BRASÍLIA, Brazil – Brazil’s central bank slashed its benchmark interest rate to a new all-time low on Wednesday, June 17, saying the economic rout caused by the coronavirus pandemic meant “extraordinarily elevated monetary stimulus” was needed.
The cut – by three-quarters of a percentage point, to 2.25% – was in line with forecasts.
It was the 8th straight cut to the Selic rate.
Brazil’s economy is reeling as the country has become one of the worst flashpoints in the pandemic, with the second highest number of cases and deaths worldwide, after the United States.
The World Bank is forecasting a contraction of 8% this year for Latin America’s biggest economy, which would be its worst annual recession on record.
With coronavirus infections still rising rapidly in Brazil, economists are skeptical the latest rate cut will staunch the losses caused by months of coronavirus stay-at-home orders and business closures.

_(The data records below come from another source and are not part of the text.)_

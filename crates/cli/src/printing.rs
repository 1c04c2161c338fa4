use ligo_analysis::analysis::FeasibilityReport;
use ligo_sim::simulation::{LigoConfig, SignalTarget};

fn format_target(target: &SignalTarget) -> String {
    match target {
        SignalTarget::Rate(rate) => format!("{rate}"),
        SignalTarget::Count { count } => format!("{count} sequences"),
    }
}

pub fn print_config(config: &LigoConfig) {
    let sim = &config.simulation;
    let params = &config.params;

    println!("\n📋 Simulation Configuration");
    println!("  • Sequence Type: {}", sim.sequence_type);
    println!("  • Strategy: {:?}", sim.simulation_strategy);
    println!(
        "  • Output: {}",
        if sim.is_repertoire {
            "Repertoires"
        } else {
            "Sequences"
        }
    );
    if !sim.paired.is_empty() {
        let pairs: Vec<String> = sim.paired.iter().map(|(a, b)| format!("{a}+{b}")).collect();
        println!("  • Paired Chains: {}", pairs.join(", "));
    }
    println!("  • Batch Size: {}", params.sequence_batch_size);
    println!("  • Max Iterations: {}", params.max_iterations);
    if sim.keep_p_gen_dist && sim.p_gen_bin_count > 0 {
        println!("  • p_gen Bins: {}", sim.p_gen_bin_count);
    }
    println!("  • Export p_gen: {}", params.export_p_gens);
    if !sim.remove_seqs_with_signals {
        println!("  • Signal-carrying background kept: yes");
    }

    println!("\n🎯 Signals");
    if config.signals.is_empty() {
        println!("  • None");
    }
    for signal in &config.signals {
        println!(
            "  • {}: motifs [{}], {}",
            signal.id,
            signal.motifs.join(", "),
            signal.implanting
        );
        if let Some(v_call) = &signal.v_call {
            println!("    - V gene: {v_call}");
        }
        if let Some(j_call) = &signal.j_call {
            println!("    - J gene: {j_call}");
        }
    }

    println!("\n🧪 Simulation Items");
    for item in &sim.sim_items {
        let model = item
            .generative_model
            .params
            .get("default_model_name")
            .and_then(|v| v.as_str())
            .map(|name| format!("{} ({name})", item.generative_model.kind))
            .unwrap_or_else(|| item.generative_model.kind.clone());
        if sim.is_repertoire {
            println!(
                "  • {}: {} repertoires × {} sequences, model {model}",
                item.name, item.number_of_examples, item.receptors_in_repertoire_count
            );
        } else {
            println!(
                "  • {}: {} sequences, model {model}",
                item.name, item.number_of_examples
            );
        }
        for (key, target) in &item.signals {
            println!("    - {key}: {}", format_target(target));
        }
        if item.is_noise {
            println!("    - Noise: labels stay negative");
        }
    }
    println!();
}

pub fn print_report(report: &FeasibilityReport) {
    println!("\n📊 Model: {}", report.model_name);
    println!("  • Sequences drawn: {}", report.sequence_count);

    println!("  • Signal frequencies:");
    for row in &report.signal_frequencies {
        println!("    - {}: {:.5}", row.signal, row.frequency);
    }

    println!("  • Signals per sequence:");
    for row in &report.signal_cooccurrences {
        println!("    - {}: {} sequences", row.signal_count, row.sequences);
    }

    if let Some(histogram) = &report.p_gen_histogram {
        let filled = histogram.iter().filter(|bin| bin.count > 0).count();
        println!("  • p_gen histogram: {} bins ({filled} non-empty)", histogram.len());
    }

    for warning in &report.warnings {
        println!("⚠️  Warning: {warning}");
    }
}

In practice, despite the series of cuts to the Selic, commercial lending rates remain high – often higher than before the pandemic – reflecting the risk premium charged by banks fearing a flurry of bankruptcies.
The central bank’s governors “need to sit down and think about why the usual monetary policy models aren’t working,” said Jason Vieira of Infinity Assets.
The uncertain environment has been compounded by messy politics, as Brazil has struggled to set a strategy for dealing with the virus.
President Jair Bolsonaro, who has famously compared the virus to a “little flu,” has clashed with state and local authorities over how to contain it.
The far-right leader argues the economic impact of stay-at-home measures risks being worse than the virus itself, and has instead touted the drugs chloroquine and hydroxychloroquine as treatments, despite uncertainty about their effectiveness against COVID-19.
“That political noise is having a very bad influence” on investors, said Mauro Rochlin, an economics professor at the Getulio Vargas Foundation.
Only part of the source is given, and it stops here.